Fig. 2 Pacific Northwest Index characterizes cool/wet and warm/dry climate patterns in the Pacific Northwest.
As expressed by the PNI, the weather pattern switches between warm/dry and cool/wet regimes on about a 20 year period extending back to the 1900s. The cycle has had a distinctive double peak pattern with a strong regime shift followed by two weaker regime shifts and then another strong regime shift.

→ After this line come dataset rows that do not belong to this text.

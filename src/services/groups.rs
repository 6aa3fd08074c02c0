use std::collections::HashSet;

use chrono::{Duration, Utc};
use sqlx::{PgPool, Postgres, Transaction};
use uuid::Uuid;

use crate::error::ApiError;
use crate::models::event::GroupEvent;
use crate::models::group::{
    CreateGroupRequest, Group, GroupInfo, UpdateGroupSettingsRequest, MAX_CAPACITY, MIN_CAPACITY,
};
use crate::models::member::MemberOut;
use crate::services::members::MemberService;

pub struct GroupService;

impl GroupService {
    /// Create a group and enroll the organizer as its first member.
    pub async fn create(pool: &PgPool, req: &CreateGroupRequest) -> Result<Group, ApiError> {
        if req.name.trim().is_empty() {
            return Err(ApiError::validation("the group needs a name"));
        }
        if req.organizer_name.trim().is_empty() {
            return Err(ApiError::validation("the organizer needs a name"));
        }
        validate_capacity(req.capacity)?;
        validate_expiry(req.expires_at)?;
        validate_naming_flags(
            req.use_code_names,
            req.auto_assign_code_names,
            req.use_custom_code_names,
        )?;

        let pool_names = distinct_names(&req.code_name_pool);
        if req.auto_assign_code_names {
            validate_pool_rule(pool_names.len(), req.capacity)?;
        }

        let password_hash = match req.password.as_deref().filter(|p| !p.is_empty()) {
            Some(p) => Some(bcrypt::hash(p, bcrypt::DEFAULT_COST).map_err(anyhow::Error::from)?),
            None => None,
        };

        let mut tx = pool.begin().await?;

        let group = sqlx::query_as::<_, Group>(
            "INSERT INTO groups
                 (name, description, organizer_code, capacity, is_open, password_hash,
                  use_code_names, auto_assign_code_names, use_custom_code_names, expires_at)
             VALUES ($1, $2, $3, $4, $5, $6, $7, $8, $9, $10)
             RETURNING *",
        )
        .bind(req.name.trim())
        .bind(&req.description)
        .bind(req.credential)
        .bind(req.capacity)
        .bind(req.is_open)
        .bind(&password_hash)
        .bind(req.use_code_names)
        .bind(req.auto_assign_code_names)
        .bind(req.use_custom_code_names)
        .bind(req.expires_at)
        .fetch_one(&mut *tx)
        .await?;

        for name in &pool_names {
            sqlx::query("INSERT INTO code_name_pool (group_id, name) VALUES ($1, $2)")
                .bind(group.id)
                .bind(name)
                .execute(&mut *tx)
                .await?;
        }

        MemberService::insert_member(
            &mut tx,
            &group,
            req.credential,
            &req.organizer_name,
            req.organizer_code_name.as_deref(),
        )
        .await?;

        tx.commit().await?;
        Ok(group)
    }

    pub async fn fetch(pool: &PgPool, id: Uuid) -> Result<Group, ApiError> {
        sqlx::query_as::<_, Group>("SELECT * FROM groups WHERE id = $1")
            .bind(id)
            .fetch_optional(pool)
            .await?
            .ok_or(ApiError::NotFound)
    }

    /// Lock the group row for the rest of the transaction. Every
    /// read-modify-write on group state goes through this.
    pub async fn fetch_for_update(
        tx: &mut Transaction<'_, Postgres>,
        id: Uuid,
    ) -> Result<Group, ApiError> {
        sqlx::query_as::<_, Group>("SELECT * FROM groups WHERE id = $1 FOR UPDATE")
            .bind(id)
            .fetch_optional(&mut **tx)
            .await?
            .ok_or(ApiError::NotFound)
    }

    pub async fn member_count(pool: &PgPool, id: Uuid) -> Result<i64, ApiError> {
        let count: i64 = sqlx::query_scalar("SELECT COUNT(*) FROM members WHERE group_id = $1")
            .bind(id)
            .fetch_one(pool)
            .await?;
        Ok(count)
    }

    /// Public view of a group plus the caller's own membership, if any.
    pub async fn info(
        pool: &PgPool,
        id: Uuid,
        credential: Option<Uuid>,
    ) -> Result<GroupInfo, ApiError> {
        let group = Self::fetch(pool, id).await?;
        let member_count = Self::member_count(pool, id).await?;
        let you = match credential {
            Some(code) => MemberService::find_by_credential(pool, id, code)
                .await?
                .as_ref()
                .map(MemberOut::from),
            None => None,
        };
        let is_organizer = credential.is_some_and(|c| group.is_organizer(c));
        Ok(GroupInfo {
            id: group.id,
            name: group.name,
            description: group.description,
            capacity: group.capacity,
            is_open: group.is_open,
            is_frozen: group.is_frozen,
            has_password: group.password_hash.is_some(),
            use_code_names: group.use_code_names,
            auto_assign_code_names: group.auto_assign_code_names,
            use_custom_code_names: group.use_custom_code_names,
            expires_at: group.expires_at,
            member_count,
            created_at: group.created_at,
            you,
            is_organizer,
        })
    }

    /// Flip the joinability of an unfrozen group.
    pub async fn toggle_open(
        pool: &PgPool,
        id: Uuid,
        credential: Uuid,
    ) -> Result<(Group, GroupEvent), ApiError> {
        let mut tx = pool.begin().await?;
        let group = Self::fetch_for_update(&mut tx, id).await?;
        if !group.is_organizer(credential) {
            return Err(ApiError::NotAuthorized);
        }
        if group.is_frozen {
            return Err(ApiError::GroupFrozen);
        }
        let group = sqlx::query_as::<_, Group>(
            "UPDATE groups SET is_open = NOT is_open, updated_at = now()
             WHERE id = $1 RETURNING *",
        )
        .bind(id)
        .fetch_one(&mut *tx)
        .await?;
        tx.commit().await?;

        let event = if group.is_open {
            GroupEvent::GroupOpened
        } else {
            GroupEvent::GroupClosed
        };
        Ok((group, event))
    }

    /// Organizer settings update; rejected while frozen. The reserved name
    /// pool must keep covering the capacity whenever auto-assignment is on.
    pub async fn update_settings(
        pool: &PgPool,
        id: Uuid,
        req: &UpdateGroupSettingsRequest,
    ) -> Result<Group, ApiError> {
        let mut tx = pool.begin().await?;
        let group = Self::fetch_for_update(&mut tx, id).await?;
        if !group.is_organizer(req.credential) {
            return Err(ApiError::NotAuthorized);
        }
        if group.is_frozen {
            return Err(ApiError::GroupFrozen);
        }

        let name = match &req.name {
            Some(n) if n.trim().is_empty() => {
                return Err(ApiError::validation("the group needs a name"))
            }
            Some(n) => n.trim().to_string(),
            None => group.name.clone(),
        };
        let capacity = req.capacity.unwrap_or(group.capacity);
        validate_capacity(capacity)?;
        let member_count: i64 =
            sqlx::query_scalar("SELECT COUNT(*) FROM members WHERE group_id = $1")
                .bind(id)
                .fetch_one(&mut *tx)
                .await?;
        if (capacity as i64) < member_count {
            return Err(ApiError::validation(
                "capacity cannot drop below the current member count",
            ));
        }

        let expires_at = req.expires_at.or(group.expires_at);
        if req.expires_at.is_some() {
            validate_expiry(expires_at)?;
        }

        let use_code_names = req.use_code_names.unwrap_or(group.use_code_names);
        let auto_assign = req
            .auto_assign_code_names
            .unwrap_or(group.auto_assign_code_names);
        let use_custom = req
            .use_custom_code_names
            .unwrap_or(group.use_custom_code_names);
        validate_naming_flags(use_code_names, auto_assign, use_custom)?;

        let password_hash = match req.password.as_deref() {
            Some("") => None,
            Some(p) => Some(bcrypt::hash(p, bcrypt::DEFAULT_COST).map_err(anyhow::Error::from)?),
            None => group.password_hash.clone(),
        };

        // Replace the unclaimed part of the pool; claimed names stay.
        if let Some(new_pool) = &req.code_name_pool {
            sqlx::query("DELETE FROM code_name_pool WHERE group_id = $1 AND claimed_by IS NULL")
                .bind(id)
                .execute(&mut *tx)
                .await?;
            let claimed: Vec<String> = sqlx::query_scalar(
                "SELECT LOWER(name) FROM code_name_pool WHERE group_id = $1",
            )
            .bind(id)
            .fetch_all(&mut *tx)
            .await?;
            let mut seen: HashSet<String> = claimed.into_iter().collect();
            for name in new_pool {
                let trimmed = name.trim();
                if trimmed.is_empty() || !seen.insert(trimmed.to_lowercase()) {
                    continue;
                }
                sqlx::query("INSERT INTO code_name_pool (group_id, name) VALUES ($1, $2)")
                    .bind(id)
                    .bind(trimmed)
                    .execute(&mut *tx)
                    .await?;
            }
        }
        if auto_assign {
            let pool_size: i64 =
                sqlx::query_scalar("SELECT COUNT(*) FROM code_name_pool WHERE group_id = $1")
                    .bind(id)
                    .fetch_one(&mut *tx)
                    .await?;
            validate_pool_rule(pool_size as usize, capacity)?;
        }

        let group = sqlx::query_as::<_, Group>(
            "UPDATE groups SET
                 name = $1, description = COALESCE($2, description), capacity = $3,
                 password_hash = $4, use_code_names = $5, auto_assign_code_names = $6,
                 use_custom_code_names = $7, expires_at = $8, updated_at = now()
             WHERE id = $9 RETURNING *",
        )
        .bind(&name)
        .bind(&req.description)
        .bind(capacity)
        .bind(&password_hash)
        .bind(use_code_names)
        .bind(auto_assign)
        .bind(use_custom)
        .bind(expires_at)
        .bind(id)
        .fetch_one(&mut *tx)
        .await?;

        tx.commit().await?;
        Ok(group)
    }

    /// Hard delete, permitted only once every member is gone.
    pub async fn delete(pool: &PgPool, id: Uuid, credential: Uuid) -> Result<(), ApiError> {
        let mut tx = pool.begin().await?;
        let group = Self::fetch_for_update(&mut tx, id).await?;
        if !group.is_organizer(credential) {
            return Err(ApiError::NotAuthorized);
        }
        let member_count: i64 =
            sqlx::query_scalar("SELECT COUNT(*) FROM members WHERE group_id = $1")
                .bind(id)
                .fetch_one(&mut *tx)
                .await?;
        if member_count > 0 {
            return Err(ApiError::validation("the group still has members"));
        }
        sqlx::query("DELETE FROM groups WHERE id = $1")
            .bind(id)
            .execute(&mut *tx)
            .await?;
        tx.commit().await?;
        Ok(())
    }
}

fn validate_capacity(capacity: i32) -> Result<(), ApiError> {
    if !(MIN_CAPACITY..=MAX_CAPACITY).contains(&capacity) {
        return Err(ApiError::validation(format!(
            "capacity must be between {MIN_CAPACITY} and {MAX_CAPACITY}"
        )));
    }
    Ok(())
}

fn validate_expiry(expires_at: Option<chrono::DateTime<Utc>>) -> Result<(), ApiError> {
    if let Some(at) = expires_at {
        let horizon = Utc::now() + Duration::days(365);
        if at > horizon {
            return Err(ApiError::validation("expiry must be within one year"));
        }
        if at < Utc::now() {
            return Err(ApiError::validation("expiry is in the past"));
        }
    }
    Ok(())
}

fn validate_naming_flags(
    use_code_names: bool,
    auto_assign: bool,
    use_custom: bool,
) -> Result<(), ApiError> {
    if (auto_assign || use_custom) && !use_code_names {
        return Err(ApiError::validation(
            "code name modes require code names to be enabled",
        ));
    }
    if auto_assign && use_custom {
        return Err(ApiError::validation(
            "auto-assigned and custom code names are mutually exclusive",
        ));
    }
    Ok(())
}

/// Distinct names available must meet or exceed capacity, at every mutation.
fn validate_pool_rule(distinct_names: usize, capacity: i32) -> Result<(), ApiError> {
    if distinct_names < capacity as usize {
        return Err(ApiError::validation(
            "the code name pool must have at least as many names as the capacity",
        ));
    }
    Ok(())
}

fn distinct_names(names: &[String]) -> Vec<String> {
    let mut seen = HashSet::new();
    names
        .iter()
        .map(|n| n.trim())
        .filter(|n| !n.is_empty() && seen.insert(n.to_lowercase()))
        .map(str::to_string)
        .collect()
}

#[cfg(test)]
mod tests {
    use super::*;

    #[test]
    fn capacity_bounds() {
        assert!(validate_capacity(1).is_err());
        assert!(validate_capacity(2).is_ok());
        assert!(validate_capacity(100).is_ok());
        assert!(validate_capacity(101).is_err());
    }

    #[test]
    fn expiry_must_be_within_a_year() {
        assert!(validate_expiry(None).is_ok());
        assert!(validate_expiry(Some(Utc::now() + Duration::days(30))).is_ok());
        assert!(validate_expiry(Some(Utc::now() + Duration::days(400))).is_err());
        assert!(validate_expiry(Some(Utc::now() - Duration::days(1))).is_err());
    }

    #[test]
    fn naming_flags_are_exclusive() {
        assert!(validate_naming_flags(true, true, false).is_ok());
        assert!(validate_naming_flags(true, false, true).is_ok());
        assert!(validate_naming_flags(true, true, true).is_err());
        assert!(validate_naming_flags(false, true, false).is_err());
    }

    #[test]
    fn pool_must_cover_capacity() {
        assert!(validate_pool_rule(5, 5).is_ok());
        assert!(validate_pool_rule(4, 5).is_err());
    }

    #[test]
    fn pool_names_dedupe_case_insensitively() {
        let names = vec![
            "Rudolph".to_string(),
            "rudolph ".to_string(),
            "".to_string(),
            "Blitzen".to_string(),
        ];
        assert_eq!(distinct_names(&names), vec!["Rudolph", "Blitzen"]);
    }
}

The last strong regime shift occurred in 1977. If the pattern holds the recent cooler wetter Pacific Northwest weather may be a weak regime shift which would be followed by a more intense period of warm dry weather. The point is not that the PNI, or any other indicator, is a predictive tool (it is not) but that it illustrates that climate regimes shift quickly, have decadal duration, and have significant consequences.
The PNI shows a correlation with variations in the Columbia River spring chinook catch (Anderson in press). The cool wet climate pattern, which is characterized by negative PNI values, corresponds with above average Columbia River spring chinook catch and periods of warm dry weather correspond with lower than average catch (Fig. 3).

Fig. 3 Catch of Columbia River spring chinook is correlated with the PNI.
Year-class strength is affected by other factors besides decadal scale climate variations. Of particular importance is the short-term (weekly) variation in nearshore conditions when salmon smolts enter the estuary. An analysis of spring chinook transported from the Snake River (1983 through 1990) indicated that survival from the estuary to adult return was significantly correlated to the timing of ocean entry relative to the timing of the spring transition as represented by the latitudinal component of the coastal winds. Smolts entering the estuary early in the seasons (16-22 April) had an average adult recover of 0.11%; later migrants (19 April to 8 June) had an average adult recovery of 0.29% recovery (Hinrichsen, Anderson, Matthews, and Ebbesmeyer in press).